Le commissaire sursauta.
— Voyons, fit-il, vous ne voudriez pas me la faire ? Vous n’êtes pas Jim Forward, le fameux boxeur, le champion du monde ? Le Jim Forward qui a remporté 84 victoires sur 86 combats, qui a battu Sam Thurloë, le nègre imbattable ; qui a mis Bill Grindstone et Bob Togger out, au premier round, l’un en une minute et demie, l’autre en 18 secondes, et qui a eu Carpentier, notre immortel et national Carpentier lui-même, aux points ?…
— Si, affirma le monsieur d’un ton désolé, c’est bien moi, je suis le même…
— Mais ce rien du tout, cet ivrogne qui ne tenait pas sur ses jambes, vous a rossé comme un sac vide. Et vous ne vous êtes même pas défendu !… Ah ! monsieur, c’est beau ce que vous avez fait là ! C’est généreux, c’est héroïque !
— Non, fit Jim Forward, ce n’est pas héroïque… Ah ! cria-t-il, éclatant, si j’avais eu mes gants ! De bons gants de cinq onces ! Ce que je lui aurais passé, à ce cochon-là !
— Vos gants ? fit le commissaire étonné.
— Oui. Comment voulez-vous que je me batte, sans mes gants ! Monsieur le commissaire, je ne me suis pas battu à main nue depuis l’âge de quatorze ans, depuis que mon manager, l’inappréciable Patsy Brown, m’a remarqué dans les rues de Stoke-on-Trent en train d’administrer une pile, avec une rare facilité, à un copain de mon âge. Je ne peux plus, depuis ce temps-là, je ne peux plus, vous comprenez bien ! Un boxeur ne peut pas s’abîmer les poings, et ça les abîme de taper à main nue ; ça vous casse les jointures !
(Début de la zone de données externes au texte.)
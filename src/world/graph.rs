//! Transition graph produced by the generator
//!
//! States are interned once in a [`StateTable`] and referenced by [`StateId`]
//! everywhere else, which keeps large state spaces compact.

use std::{
    collections::{BTreeMap, BTreeSet, HashMap},
    hash::{DefaultHasher, Hash, Hasher},
};

use serde::{Deserialize, Serialize};

use super::state::State;
use crate::{
    Error, Result,
    identifiers::{ActionName, StateId, StateName},
    mdp::MdpGraph,
    types::{ActionKind, Delivery, Direction, Pace},
};

/// Labelled transition between two states.
#[derive(Debug, Clone, Copy, PartialEq, Serialize, Deserialize)]
pub struct Transition {
    pub kind: ActionKind,
    pub direction: Option<Direction>,
    pub pace: Pace,
    /// Resource picked up or delivered
    pub item: Option<Delivery>,
    pub probability: f64,
    pub feedback: f64,
}

impl Transition {
    pub fn new(kind: ActionKind) -> Self {
        Self {
            kind,
            direction: None,
            pace: Pace::Normal,
            item: None,
            probability: 0.0,
            feedback: 0.0,
        }
    }

    pub fn movement(direction: Direction, pace: Pace) -> Self {
        let kind = match pace {
            Pace::Normal => ActionKind::Move,
            Pace::Fast => ActionKind::FastMove,
        };
        Self {
            direction: Some(direction),
            pace,
            ..Self::new(kind)
        }
    }

    pub fn with_item(mut self, item: impl Into<Delivery>) -> Self {
        self.item = Some(item.into());
        self
    }

    /// Stable action name, e.g. `load-log`, `unload-fuel`, `fast-move-west`.
    pub fn action_name(&self) -> ActionName {
        let mut name = self.kind.as_str().to_string();
        if let Some(item) = self.item {
            name.push('-');
            name.push_str(item.as_str());
        }
        if let Some(direction) = self.direction {
            name.push('-');
            name.push_str(direction.as_str());
        }
        ActionName::new(name)
    }

    pub fn is_fast(&self) -> bool {
        self.pace == Pace::Fast
    }
}

/// Outgoing edge of a state.
#[derive(Debug, Clone, Copy, PartialEq, Serialize, Deserialize)]
pub struct Edge {
    pub target: StateId,
    pub transition: Transition,
}

/// Why a state was classified as failing.
#[derive(Debug, Clone, Copy, PartialEq, Eq, Hash, Serialize, Deserialize)]
pub enum FailureReason {
    OutOfTime,
    Starved,
    NoAffordableAction,
}

#[derive(Debug, Clone)]
enum Bucket {
    One(StateId),
    Many(Vec<StateId>),
}

/// Intern table mapping states to dense identifiers and back.
///
/// States are stored once; lookups go through a 64-bit structural hash and
/// are confirmed by full equality.
#[derive(Debug, Clone, Default)]
pub struct StateTable {
    states: Vec<State>,
    buckets: HashMap<u64, Bucket>,
}

impl StateTable {
    pub fn new() -> Self {
        Self::default()
    }

    fn fingerprint(state: &State) -> u64 {
        let mut hasher = DefaultHasher::new();
        state.hash(&mut hasher);
        hasher.finish()
    }

    /// Identifier of `state`, if it has been interned.
    pub fn get(&self, state: &State) -> Option<StateId> {
        self.find(Self::fingerprint(state), state)
    }

    fn find(&self, fingerprint: u64, state: &State) -> Option<StateId> {
        match self.buckets.get(&fingerprint)? {
            Bucket::One(id) => (self.states[id.index()] == *state).then_some(*id),
            Bucket::Many(ids) => ids
                .iter()
                .copied()
                .find(|id| self.states[id.index()] == *state),
        }
    }

    /// Intern `state`, returning its identifier and whether it was new.
    ///
    /// # Errors
    ///
    /// Returns [`Error::StateLimitExceeded`] once [`StateId::CAPACITY`] states
    /// are stored.
    pub fn intern(&mut self, state: State) -> Result<(StateId, bool)> {
        let fingerprint = Self::fingerprint(&state);
        if let Some(id) = self.find(fingerprint, &state) {
            return Ok((id, false));
        }
        let id = StateId::try_from_index(self.states.len()).ok_or(Error::StateLimitExceeded {
            limit: StateId::CAPACITY,
        })?;
        match self.buckets.get_mut(&fingerprint) {
            None => {
                self.buckets.insert(fingerprint, Bucket::One(id));
            }
            Some(bucket) => {
                let single = match bucket {
                    Bucket::One(existing) => Some(*existing),
                    Bucket::Many(ids) => {
                        ids.push(id);
                        None
                    }
                };
                if let Some(existing) = single {
                    *bucket = Bucket::Many(vec![existing, id]);
                }
            }
        }
        self.states.push(state);
        Ok((id, true))
    }

    pub fn state(&self, id: StateId) -> &State {
        &self.states[id.index()]
    }

    pub fn len(&self) -> usize {
        self.states.len()
    }

    pub fn is_empty(&self) -> bool {
        self.states.is_empty()
    }

    pub fn iter(&self) -> impl Iterator<Item = (StateId, &State)> {
        self.states
            .iter()
            .enumerate()
            .map(|(i, s)| (StateId::from_index(i), s))
    }
}

/// Summary counts of a generated graph.
#[derive(Debug, Clone, Copy, PartialEq, Eq, Default, Serialize, Deserialize)]
pub struct GraphStats {
    pub total_states: usize,
    pub accepting_states: usize,
    pub failing_states: usize,
    pub transitions: usize,
}

impl GraphStats {
    fn ratio(&self, count: usize) -> f64 {
        if self.total_states == 0 {
            0.0
        } else {
            count as f64 / self.total_states as f64
        }
    }

    pub fn winning_ratio(&self) -> f64 {
        self.ratio(self.accepting_states)
    }

    pub fn losing_ratio(&self) -> f64 {
        self.ratio(self.failing_states)
    }

    pub fn final_ratio(&self) -> f64 {
        self.ratio(self.accepting_states + self.failing_states)
    }
}

/// The reachable state space with probability-weighted, reward-labelled edges.
#[derive(Debug, Clone)]
pub struct StateGraph {
    table: StateTable,
    edges: Vec<Vec<Edge>>,
    accepting: BTreeSet<StateId>,
    failing: BTreeSet<StateId>,
    failure_reasons: HashMap<StateId, FailureReason>,
    initial: StateId,
}

impl StateGraph {
    pub(crate) fn new(table: StateTable, initial: StateId) -> Self {
        let edges = vec![Vec::new(); table.len()];
        Self {
            table,
            edges,
            accepting: BTreeSet::new(),
            failing: BTreeSet::new(),
            failure_reasons: HashMap::new(),
            initial,
        }
    }

    pub(crate) fn table_mut(&mut self) -> &mut StateTable {
        &mut self.table
    }

    pub(crate) fn set_edges(&mut self, source: StateId, edges: Vec<Edge>) {
        if self.edges.len() < self.table.len() {
            self.edges.resize_with(self.table.len(), Vec::new);
        }
        self.edges[source.index()] = edges;
    }

    pub(crate) fn mark_accepting(&mut self, id: StateId) {
        self.accepting.insert(id);
    }

    pub(crate) fn mark_failing(&mut self, id: StateId, reason: FailureReason) {
        self.failing.insert(id);
        self.failure_reasons.insert(id, reason);
    }

    pub(crate) fn finish(&mut self) {
        self.edges.resize_with(self.table.len(), Vec::new);
    }

    pub fn initial(&self) -> StateId {
        self.initial
    }

    pub fn state(&self, id: StateId) -> &State {
        self.table.state(id)
    }

    /// Identifier of a structurally equal state, if it was reached.
    pub fn find(&self, state: &State) -> Option<StateId> {
        self.table.get(state)
    }

    pub fn len(&self) -> usize {
        self.table.len()
    }

    pub fn is_empty(&self) -> bool {
        self.table.is_empty()
    }

    pub fn states(&self) -> impl Iterator<Item = (StateId, &State)> {
        self.table.iter()
    }

    pub fn edges(&self, id: StateId) -> &[Edge] {
        self.edges.get(id.index()).map(Vec::as_slice).unwrap_or(&[])
    }

    /// Outgoing transitions in enumeration order.
    pub fn transitions_from(&self, id: StateId) -> impl Iterator<Item = &Transition> {
        self.edges(id).iter().map(|edge| &edge.transition)
    }

    /// Outgoing transitions grouped by destination.
    pub fn successors(&self, id: StateId) -> BTreeMap<StateId, Vec<Transition>> {
        let mut grouped: BTreeMap<StateId, Vec<Transition>> = BTreeMap::new();
        for edge in self.edges(id) {
            grouped.entry(edge.target).or_default().push(edge.transition);
        }
        grouped
    }

    /// Transitions from `source` to `target`.
    pub fn transitions_between(
        &self,
        source: StateId,
        target: StateId,
    ) -> impl Iterator<Item = &Transition> {
        self.edges(source)
            .iter()
            .filter(move |edge| edge.target == target)
            .map(|edge| &edge.transition)
    }

    /// Sum of the outgoing transition probabilities of `id`.
    pub fn outgoing_probability(&self, id: StateId) -> f64 {
        self.edges(id).iter().map(|e| e.transition.probability).sum()
    }

    pub fn accepting_states(&self) -> &BTreeSet<StateId> {
        &self.accepting
    }

    pub fn failing_states(&self) -> &BTreeSet<StateId> {
        &self.failing
    }

    pub fn is_accepting(&self, id: StateId) -> bool {
        self.accepting.contains(&id)
    }

    pub fn is_failing(&self, id: StateId) -> bool {
        self.failing.contains(&id)
    }

    pub fn is_terminal(&self, id: StateId) -> bool {
        self.is_accepting(id) || self.is_failing(id)
    }

    pub fn failure_reason(&self, id: StateId) -> Option<FailureReason> {
        self.failure_reasons.get(&id).copied()
    }

    pub fn transition_count(&self) -> usize {
        self.edges.iter().map(Vec::len).sum()
    }

    pub fn stats(&self) -> GraphStats {
        GraphStats {
            total_states: self.len(),
            accepting_states: self.accepting.len(),
            failing_states: self.failing.len(),
            transitions: self.transition_count(),
        }
    }

    /// Project the graph onto named states and actions for the solver.
    ///
    /// State names are the [`StateId`] labels (`s0`, `s1`, ...); action names
    /// come from [`Transition::action_name`].
    pub fn to_mdp(&self) -> MdpGraph {
        let mut builder = MdpGraph::builder();
        for (id, _) in self.states() {
            builder = builder.state(StateName::from(id));
        }
        for (id, _) in self.states() {
            let source = StateName::from(id);
            for edge in self.edges(id) {
                builder = builder.outcome(
                    source.clone(),
                    edge.transition.action_name(),
                    StateName::from(edge.target),
                    edge.transition.probability,
                    edge.transition.feedback,
                );
            }
        }
        for id in &self.accepting {
            builder = builder.accepting(StateName::from(*id));
        }
        builder.initial(StateName::from(self.initial)).build_unchecked()
    }
}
Il soupira. Ses traits se contractèrent : un des damnés du septième cercle !
— Et maintenant, fit-il, maintenant que je suis champion du monde, je n’ose plus ouvrir une portière de voiture ; je n’ose plus donner une poignée de main ! Vous savez ce qu’elles valent, ces mains-là : six cent mille francs pièce !
Le commissaire admira, d’un regard furtif, ces deux opulentes extrémités. Jim Forward les cacha dans ses poches, avec horreur.